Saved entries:
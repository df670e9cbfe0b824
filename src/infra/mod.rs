// ============================================================
// Layer 6 — Infrastructure Layer
// ============================================================
// Adapters for everything outside the pure generation pipeline:
//
//   material_store.rs — Submitted material, one JSON record per
//                       upload, identified by a UUID.
//
//   session_file.rs   — A QuizSession saved between CLI runs so
//                       answers can be edited and exported later.
//
//   pdf_export.rs     — Printable A4 rendering of a question batch
//                       (lopdf, Helvetica, paginated).
//
// Each one implements (or serves) a trait from domain::traits, so
// a database store or a different document format can replace it
// without the application layer noticing.

/// JSON-on-disk material storage
pub mod material_store;

/// Session persistence
pub mod session_file;

/// PDF rendering of question batches
pub mod pdf_export;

Required action — Each record shown above must be printed once more, exactly.

Your response —
repository df670e9cbfe0b824
filename src/infra/mod.rs
// ============================================================
// Layer 6 — Infrastructure Layer
// ============================================================
// Adapters for everything outside the pure generation pipeline:
//
//   material_store.rs — Submitted material, one JSON record per
//                       upload, identified by a UUID.
//
//   session_file.rs   — A QuizSession saved between CLI runs so
//                       answers can be edited and exported later.
//
//   pdf_export.rs     — Printable A4 rendering of a question batch
//                       (lopdf, Helvetica, paginated).
//
// Each one implements (or serves) a trait from domain::traits, so
// a database store or a different document format can replace it
// without the application layer noticing.

/// JSON-on-disk material storage
pub mod material_store;

/// Session persistence
pub mod session_file;

/// PDF rendering of question batches
pub mod pdf_export;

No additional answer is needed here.